> EXERCISE DESCRIPTION: When a line of the entries contains "SpriteKind", please list that line.

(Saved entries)
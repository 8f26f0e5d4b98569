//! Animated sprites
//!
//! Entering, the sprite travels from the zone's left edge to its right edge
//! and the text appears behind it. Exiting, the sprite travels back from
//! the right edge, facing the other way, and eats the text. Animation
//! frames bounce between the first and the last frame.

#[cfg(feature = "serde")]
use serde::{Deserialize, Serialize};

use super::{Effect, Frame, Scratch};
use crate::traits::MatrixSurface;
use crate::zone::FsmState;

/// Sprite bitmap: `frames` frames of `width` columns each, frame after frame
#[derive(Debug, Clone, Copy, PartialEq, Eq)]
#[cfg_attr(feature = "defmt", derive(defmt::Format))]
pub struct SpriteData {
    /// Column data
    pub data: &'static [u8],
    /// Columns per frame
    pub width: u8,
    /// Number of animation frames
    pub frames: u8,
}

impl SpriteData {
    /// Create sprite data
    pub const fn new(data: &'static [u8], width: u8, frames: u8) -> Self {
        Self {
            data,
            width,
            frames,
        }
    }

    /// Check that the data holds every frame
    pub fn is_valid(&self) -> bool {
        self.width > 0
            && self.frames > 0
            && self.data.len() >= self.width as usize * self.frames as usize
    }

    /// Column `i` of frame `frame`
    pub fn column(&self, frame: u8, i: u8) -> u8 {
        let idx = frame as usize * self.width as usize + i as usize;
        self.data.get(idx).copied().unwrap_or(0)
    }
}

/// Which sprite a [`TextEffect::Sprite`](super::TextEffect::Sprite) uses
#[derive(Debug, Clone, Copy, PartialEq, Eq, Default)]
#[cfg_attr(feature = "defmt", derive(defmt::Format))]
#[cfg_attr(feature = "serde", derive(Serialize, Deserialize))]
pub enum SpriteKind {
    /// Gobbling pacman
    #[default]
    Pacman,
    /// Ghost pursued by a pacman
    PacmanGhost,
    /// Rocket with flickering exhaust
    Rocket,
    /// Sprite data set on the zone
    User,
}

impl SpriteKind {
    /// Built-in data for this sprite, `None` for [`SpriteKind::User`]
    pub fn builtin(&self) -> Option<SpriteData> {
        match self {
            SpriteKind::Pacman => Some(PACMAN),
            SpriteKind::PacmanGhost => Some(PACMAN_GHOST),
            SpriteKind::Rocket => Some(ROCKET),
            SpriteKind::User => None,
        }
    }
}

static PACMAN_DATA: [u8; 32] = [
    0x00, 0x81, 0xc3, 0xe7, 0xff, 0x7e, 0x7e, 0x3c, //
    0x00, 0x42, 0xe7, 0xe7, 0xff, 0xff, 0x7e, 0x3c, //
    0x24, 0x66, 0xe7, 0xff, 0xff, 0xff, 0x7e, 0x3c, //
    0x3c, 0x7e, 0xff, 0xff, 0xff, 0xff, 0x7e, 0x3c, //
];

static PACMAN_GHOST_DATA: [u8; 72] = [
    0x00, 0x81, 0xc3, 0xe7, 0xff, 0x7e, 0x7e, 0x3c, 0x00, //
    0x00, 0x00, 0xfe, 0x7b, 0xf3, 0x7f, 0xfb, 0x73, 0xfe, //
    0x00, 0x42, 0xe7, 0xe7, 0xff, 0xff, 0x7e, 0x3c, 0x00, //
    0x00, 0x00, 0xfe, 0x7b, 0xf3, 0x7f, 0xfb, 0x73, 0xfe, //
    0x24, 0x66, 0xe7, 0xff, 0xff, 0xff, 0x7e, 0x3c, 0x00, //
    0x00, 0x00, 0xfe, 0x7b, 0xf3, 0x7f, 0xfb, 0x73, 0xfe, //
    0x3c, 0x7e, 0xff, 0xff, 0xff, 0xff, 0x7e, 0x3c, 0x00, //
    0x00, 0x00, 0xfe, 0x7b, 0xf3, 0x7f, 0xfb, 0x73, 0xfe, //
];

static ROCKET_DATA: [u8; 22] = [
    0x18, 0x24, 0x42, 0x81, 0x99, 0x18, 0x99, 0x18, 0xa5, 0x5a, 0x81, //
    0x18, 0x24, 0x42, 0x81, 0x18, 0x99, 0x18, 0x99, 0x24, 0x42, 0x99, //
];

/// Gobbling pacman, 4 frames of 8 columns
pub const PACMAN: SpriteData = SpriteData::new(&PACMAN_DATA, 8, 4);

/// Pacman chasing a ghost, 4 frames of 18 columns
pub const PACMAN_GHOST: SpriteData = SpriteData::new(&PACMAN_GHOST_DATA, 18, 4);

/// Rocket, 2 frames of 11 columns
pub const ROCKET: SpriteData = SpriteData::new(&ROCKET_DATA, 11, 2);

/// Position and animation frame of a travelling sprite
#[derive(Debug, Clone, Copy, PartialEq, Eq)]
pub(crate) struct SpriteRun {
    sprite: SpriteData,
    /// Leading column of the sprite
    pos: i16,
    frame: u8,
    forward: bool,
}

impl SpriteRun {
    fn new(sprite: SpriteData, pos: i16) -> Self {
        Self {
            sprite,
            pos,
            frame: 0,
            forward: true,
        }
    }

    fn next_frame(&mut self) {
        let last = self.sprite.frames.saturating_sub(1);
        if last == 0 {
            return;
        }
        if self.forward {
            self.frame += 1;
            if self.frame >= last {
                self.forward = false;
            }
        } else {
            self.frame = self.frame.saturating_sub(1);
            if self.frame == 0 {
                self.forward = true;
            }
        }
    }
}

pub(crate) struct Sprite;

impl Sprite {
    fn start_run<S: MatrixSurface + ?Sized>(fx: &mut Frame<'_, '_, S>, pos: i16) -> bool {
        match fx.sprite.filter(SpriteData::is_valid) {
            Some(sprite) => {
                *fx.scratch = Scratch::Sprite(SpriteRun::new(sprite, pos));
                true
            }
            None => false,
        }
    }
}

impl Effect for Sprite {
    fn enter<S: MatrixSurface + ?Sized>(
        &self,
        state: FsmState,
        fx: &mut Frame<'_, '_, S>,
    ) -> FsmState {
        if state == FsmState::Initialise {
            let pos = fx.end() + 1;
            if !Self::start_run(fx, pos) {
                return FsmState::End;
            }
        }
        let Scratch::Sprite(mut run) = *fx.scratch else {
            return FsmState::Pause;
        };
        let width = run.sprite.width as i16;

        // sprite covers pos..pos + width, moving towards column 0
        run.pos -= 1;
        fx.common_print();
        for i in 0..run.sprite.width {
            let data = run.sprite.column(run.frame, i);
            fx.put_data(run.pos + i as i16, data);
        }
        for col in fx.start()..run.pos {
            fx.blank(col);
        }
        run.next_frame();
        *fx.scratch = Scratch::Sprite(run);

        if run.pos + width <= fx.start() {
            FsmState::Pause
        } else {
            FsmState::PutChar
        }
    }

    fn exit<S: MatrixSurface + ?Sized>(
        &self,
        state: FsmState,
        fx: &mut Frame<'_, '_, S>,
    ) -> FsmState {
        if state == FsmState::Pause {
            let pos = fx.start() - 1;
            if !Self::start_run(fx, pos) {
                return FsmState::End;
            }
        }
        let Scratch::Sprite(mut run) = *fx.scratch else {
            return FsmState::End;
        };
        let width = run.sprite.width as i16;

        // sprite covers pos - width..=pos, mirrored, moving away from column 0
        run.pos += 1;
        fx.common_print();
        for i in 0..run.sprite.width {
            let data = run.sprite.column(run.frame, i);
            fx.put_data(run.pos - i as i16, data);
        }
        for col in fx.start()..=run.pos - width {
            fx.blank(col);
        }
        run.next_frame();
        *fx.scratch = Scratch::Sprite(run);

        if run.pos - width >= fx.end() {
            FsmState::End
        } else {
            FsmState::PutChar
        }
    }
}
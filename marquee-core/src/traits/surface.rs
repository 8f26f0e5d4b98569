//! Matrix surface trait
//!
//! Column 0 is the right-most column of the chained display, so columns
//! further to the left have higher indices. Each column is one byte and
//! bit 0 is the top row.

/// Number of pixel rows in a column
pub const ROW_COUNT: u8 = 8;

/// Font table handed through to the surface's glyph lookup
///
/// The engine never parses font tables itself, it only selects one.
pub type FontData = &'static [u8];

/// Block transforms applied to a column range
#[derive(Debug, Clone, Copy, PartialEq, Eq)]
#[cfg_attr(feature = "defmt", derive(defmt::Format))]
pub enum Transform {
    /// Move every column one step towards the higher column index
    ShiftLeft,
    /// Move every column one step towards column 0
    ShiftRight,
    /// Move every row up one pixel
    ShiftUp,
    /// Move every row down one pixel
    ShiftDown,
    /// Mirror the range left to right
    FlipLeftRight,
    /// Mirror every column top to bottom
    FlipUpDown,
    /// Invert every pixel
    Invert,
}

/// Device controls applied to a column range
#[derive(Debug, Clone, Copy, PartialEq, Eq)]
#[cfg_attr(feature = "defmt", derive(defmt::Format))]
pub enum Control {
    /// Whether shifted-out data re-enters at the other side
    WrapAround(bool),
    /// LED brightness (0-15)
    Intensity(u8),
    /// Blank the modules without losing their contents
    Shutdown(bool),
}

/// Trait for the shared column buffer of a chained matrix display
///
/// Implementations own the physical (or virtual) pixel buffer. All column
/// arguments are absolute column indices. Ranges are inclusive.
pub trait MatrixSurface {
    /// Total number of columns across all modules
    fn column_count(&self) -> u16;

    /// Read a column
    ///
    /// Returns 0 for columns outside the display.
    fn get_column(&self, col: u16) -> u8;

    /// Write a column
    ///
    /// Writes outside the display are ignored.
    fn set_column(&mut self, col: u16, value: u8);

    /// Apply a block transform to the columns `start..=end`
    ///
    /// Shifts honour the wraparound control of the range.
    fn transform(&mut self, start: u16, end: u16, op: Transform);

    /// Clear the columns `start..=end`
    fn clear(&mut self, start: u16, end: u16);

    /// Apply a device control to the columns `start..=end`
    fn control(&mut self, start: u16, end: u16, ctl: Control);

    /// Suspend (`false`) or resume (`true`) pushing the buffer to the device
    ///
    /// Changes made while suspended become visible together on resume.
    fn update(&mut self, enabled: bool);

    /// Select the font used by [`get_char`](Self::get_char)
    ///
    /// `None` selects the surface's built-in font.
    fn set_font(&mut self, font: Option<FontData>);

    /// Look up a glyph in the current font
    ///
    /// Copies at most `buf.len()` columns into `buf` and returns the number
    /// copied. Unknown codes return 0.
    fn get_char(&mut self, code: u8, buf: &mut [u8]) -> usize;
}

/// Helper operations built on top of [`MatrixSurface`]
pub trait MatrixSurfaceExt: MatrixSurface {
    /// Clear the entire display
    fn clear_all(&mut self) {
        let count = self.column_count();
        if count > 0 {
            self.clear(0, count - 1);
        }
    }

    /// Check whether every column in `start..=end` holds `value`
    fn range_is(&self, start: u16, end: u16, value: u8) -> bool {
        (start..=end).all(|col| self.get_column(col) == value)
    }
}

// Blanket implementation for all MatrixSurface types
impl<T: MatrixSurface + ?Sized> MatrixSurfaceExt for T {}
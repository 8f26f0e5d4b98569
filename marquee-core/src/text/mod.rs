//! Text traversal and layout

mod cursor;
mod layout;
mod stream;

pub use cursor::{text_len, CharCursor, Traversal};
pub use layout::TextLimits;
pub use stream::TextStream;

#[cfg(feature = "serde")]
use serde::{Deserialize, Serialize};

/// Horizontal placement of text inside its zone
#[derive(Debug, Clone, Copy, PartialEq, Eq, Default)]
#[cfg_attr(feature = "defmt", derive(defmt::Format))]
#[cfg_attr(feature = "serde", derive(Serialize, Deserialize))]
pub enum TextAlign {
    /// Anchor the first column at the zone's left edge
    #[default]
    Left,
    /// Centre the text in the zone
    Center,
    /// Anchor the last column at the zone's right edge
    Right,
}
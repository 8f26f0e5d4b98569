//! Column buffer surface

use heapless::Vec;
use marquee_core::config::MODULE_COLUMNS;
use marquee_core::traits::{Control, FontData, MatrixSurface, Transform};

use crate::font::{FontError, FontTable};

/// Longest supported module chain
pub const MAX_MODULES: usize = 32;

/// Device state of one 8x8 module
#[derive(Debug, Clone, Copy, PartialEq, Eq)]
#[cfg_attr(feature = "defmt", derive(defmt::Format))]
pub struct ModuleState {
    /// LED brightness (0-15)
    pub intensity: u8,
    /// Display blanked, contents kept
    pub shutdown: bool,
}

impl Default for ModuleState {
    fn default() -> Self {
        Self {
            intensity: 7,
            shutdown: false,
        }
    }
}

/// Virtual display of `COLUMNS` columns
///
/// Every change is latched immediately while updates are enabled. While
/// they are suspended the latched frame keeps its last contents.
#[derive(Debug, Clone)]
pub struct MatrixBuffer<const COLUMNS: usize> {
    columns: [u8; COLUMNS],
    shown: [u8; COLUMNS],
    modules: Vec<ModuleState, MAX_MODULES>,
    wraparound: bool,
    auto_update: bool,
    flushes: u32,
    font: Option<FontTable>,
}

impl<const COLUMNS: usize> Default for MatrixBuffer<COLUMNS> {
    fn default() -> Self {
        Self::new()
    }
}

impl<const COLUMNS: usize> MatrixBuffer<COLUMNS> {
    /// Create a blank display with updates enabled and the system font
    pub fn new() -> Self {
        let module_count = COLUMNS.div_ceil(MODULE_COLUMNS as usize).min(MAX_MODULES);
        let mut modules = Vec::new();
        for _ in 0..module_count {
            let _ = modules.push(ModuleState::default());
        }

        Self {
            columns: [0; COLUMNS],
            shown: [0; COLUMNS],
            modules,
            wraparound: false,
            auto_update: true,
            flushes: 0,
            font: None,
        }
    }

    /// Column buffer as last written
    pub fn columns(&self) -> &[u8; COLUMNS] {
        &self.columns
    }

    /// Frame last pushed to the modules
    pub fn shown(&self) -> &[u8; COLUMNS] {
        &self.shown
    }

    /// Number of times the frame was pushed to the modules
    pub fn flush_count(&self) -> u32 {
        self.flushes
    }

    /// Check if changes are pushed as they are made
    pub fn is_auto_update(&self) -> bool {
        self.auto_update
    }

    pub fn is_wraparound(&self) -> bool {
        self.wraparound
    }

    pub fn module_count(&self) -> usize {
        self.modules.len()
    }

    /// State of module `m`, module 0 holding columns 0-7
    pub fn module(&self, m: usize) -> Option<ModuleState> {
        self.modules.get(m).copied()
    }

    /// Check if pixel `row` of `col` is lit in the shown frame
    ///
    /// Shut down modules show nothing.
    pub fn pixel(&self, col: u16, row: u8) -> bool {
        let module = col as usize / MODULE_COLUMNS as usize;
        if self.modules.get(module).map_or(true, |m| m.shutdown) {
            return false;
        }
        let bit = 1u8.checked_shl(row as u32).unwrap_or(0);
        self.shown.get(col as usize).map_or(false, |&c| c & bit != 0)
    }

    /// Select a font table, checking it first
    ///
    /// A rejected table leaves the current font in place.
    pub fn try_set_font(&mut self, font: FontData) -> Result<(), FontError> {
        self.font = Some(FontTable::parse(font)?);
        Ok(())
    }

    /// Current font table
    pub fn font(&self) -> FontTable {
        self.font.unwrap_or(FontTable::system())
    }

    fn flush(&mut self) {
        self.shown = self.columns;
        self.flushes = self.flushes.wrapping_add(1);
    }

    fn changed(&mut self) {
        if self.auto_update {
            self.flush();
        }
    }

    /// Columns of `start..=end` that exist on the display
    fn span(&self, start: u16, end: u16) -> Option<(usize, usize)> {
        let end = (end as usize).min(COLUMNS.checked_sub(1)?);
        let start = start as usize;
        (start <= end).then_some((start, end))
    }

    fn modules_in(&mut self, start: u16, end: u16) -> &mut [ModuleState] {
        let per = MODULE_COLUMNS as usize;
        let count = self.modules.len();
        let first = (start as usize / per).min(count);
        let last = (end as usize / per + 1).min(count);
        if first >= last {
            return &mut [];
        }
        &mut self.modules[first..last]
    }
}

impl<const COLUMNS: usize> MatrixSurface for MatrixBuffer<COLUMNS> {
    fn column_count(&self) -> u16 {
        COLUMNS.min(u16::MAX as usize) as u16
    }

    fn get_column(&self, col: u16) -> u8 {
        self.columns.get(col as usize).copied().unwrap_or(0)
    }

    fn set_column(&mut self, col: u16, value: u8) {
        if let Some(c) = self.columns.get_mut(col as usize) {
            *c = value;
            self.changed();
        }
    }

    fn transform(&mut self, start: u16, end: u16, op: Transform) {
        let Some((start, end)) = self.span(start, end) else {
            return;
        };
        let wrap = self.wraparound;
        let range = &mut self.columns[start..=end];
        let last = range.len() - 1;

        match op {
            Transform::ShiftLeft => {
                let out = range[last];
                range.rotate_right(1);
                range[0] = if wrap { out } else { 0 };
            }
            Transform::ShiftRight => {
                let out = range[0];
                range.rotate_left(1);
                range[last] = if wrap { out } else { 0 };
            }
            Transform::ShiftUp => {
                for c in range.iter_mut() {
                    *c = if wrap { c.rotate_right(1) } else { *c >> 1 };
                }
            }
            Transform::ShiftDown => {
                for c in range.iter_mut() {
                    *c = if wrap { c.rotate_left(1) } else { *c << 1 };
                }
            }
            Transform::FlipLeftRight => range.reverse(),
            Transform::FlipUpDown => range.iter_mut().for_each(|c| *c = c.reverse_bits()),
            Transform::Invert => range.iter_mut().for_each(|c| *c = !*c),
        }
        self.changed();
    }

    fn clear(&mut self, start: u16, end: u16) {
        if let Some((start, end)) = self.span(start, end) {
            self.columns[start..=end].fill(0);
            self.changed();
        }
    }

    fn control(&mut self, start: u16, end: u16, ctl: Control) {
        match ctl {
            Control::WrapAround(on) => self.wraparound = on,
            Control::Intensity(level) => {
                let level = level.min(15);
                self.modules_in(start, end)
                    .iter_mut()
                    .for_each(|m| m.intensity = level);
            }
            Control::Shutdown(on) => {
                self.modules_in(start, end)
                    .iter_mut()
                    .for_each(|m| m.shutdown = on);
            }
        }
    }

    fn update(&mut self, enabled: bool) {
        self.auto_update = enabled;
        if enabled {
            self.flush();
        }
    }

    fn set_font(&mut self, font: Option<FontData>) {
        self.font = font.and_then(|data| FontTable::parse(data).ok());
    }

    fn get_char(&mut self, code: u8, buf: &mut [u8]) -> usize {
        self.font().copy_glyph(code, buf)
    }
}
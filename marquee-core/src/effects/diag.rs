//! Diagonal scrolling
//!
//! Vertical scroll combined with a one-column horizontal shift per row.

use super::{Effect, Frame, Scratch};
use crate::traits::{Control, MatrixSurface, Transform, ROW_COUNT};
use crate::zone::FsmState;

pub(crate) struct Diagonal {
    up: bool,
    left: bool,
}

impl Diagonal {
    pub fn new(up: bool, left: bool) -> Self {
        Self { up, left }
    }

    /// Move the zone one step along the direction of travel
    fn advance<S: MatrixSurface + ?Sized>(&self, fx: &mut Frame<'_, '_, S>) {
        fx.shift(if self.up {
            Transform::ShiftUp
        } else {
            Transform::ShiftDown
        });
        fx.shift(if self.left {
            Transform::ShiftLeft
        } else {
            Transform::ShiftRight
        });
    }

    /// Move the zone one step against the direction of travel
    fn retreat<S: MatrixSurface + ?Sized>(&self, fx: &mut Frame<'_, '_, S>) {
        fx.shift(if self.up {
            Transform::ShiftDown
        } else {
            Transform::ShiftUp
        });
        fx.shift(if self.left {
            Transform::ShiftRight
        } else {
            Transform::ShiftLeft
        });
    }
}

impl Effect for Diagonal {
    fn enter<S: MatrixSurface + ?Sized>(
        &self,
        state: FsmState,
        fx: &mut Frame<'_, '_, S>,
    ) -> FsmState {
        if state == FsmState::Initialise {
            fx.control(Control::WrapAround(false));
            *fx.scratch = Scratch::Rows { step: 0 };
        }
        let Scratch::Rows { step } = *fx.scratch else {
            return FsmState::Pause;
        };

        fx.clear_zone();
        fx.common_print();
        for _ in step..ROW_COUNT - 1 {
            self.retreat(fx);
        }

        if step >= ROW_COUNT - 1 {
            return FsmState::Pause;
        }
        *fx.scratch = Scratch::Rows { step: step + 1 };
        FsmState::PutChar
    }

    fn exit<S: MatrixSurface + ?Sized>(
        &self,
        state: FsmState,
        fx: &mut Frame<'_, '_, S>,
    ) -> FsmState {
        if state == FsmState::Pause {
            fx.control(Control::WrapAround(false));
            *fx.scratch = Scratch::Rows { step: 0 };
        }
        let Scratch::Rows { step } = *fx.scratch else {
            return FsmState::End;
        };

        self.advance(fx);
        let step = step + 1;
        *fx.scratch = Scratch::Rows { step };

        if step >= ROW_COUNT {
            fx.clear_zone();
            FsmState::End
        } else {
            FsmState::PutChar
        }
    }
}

> SOLVED EXERCISE:
pub enum SpriteKind {
impl SpriteKind {
    /// Built-in data for this sprite, `None` for [`SpriteKind::User`]
            SpriteKind::Pacman => Some(PACMAN),
            SpriteKind::PacmanGhost => Some(PACMAN_GHOST),
            SpriteKind::Rocket => Some(ROCKET),
            SpriteKind::User => None,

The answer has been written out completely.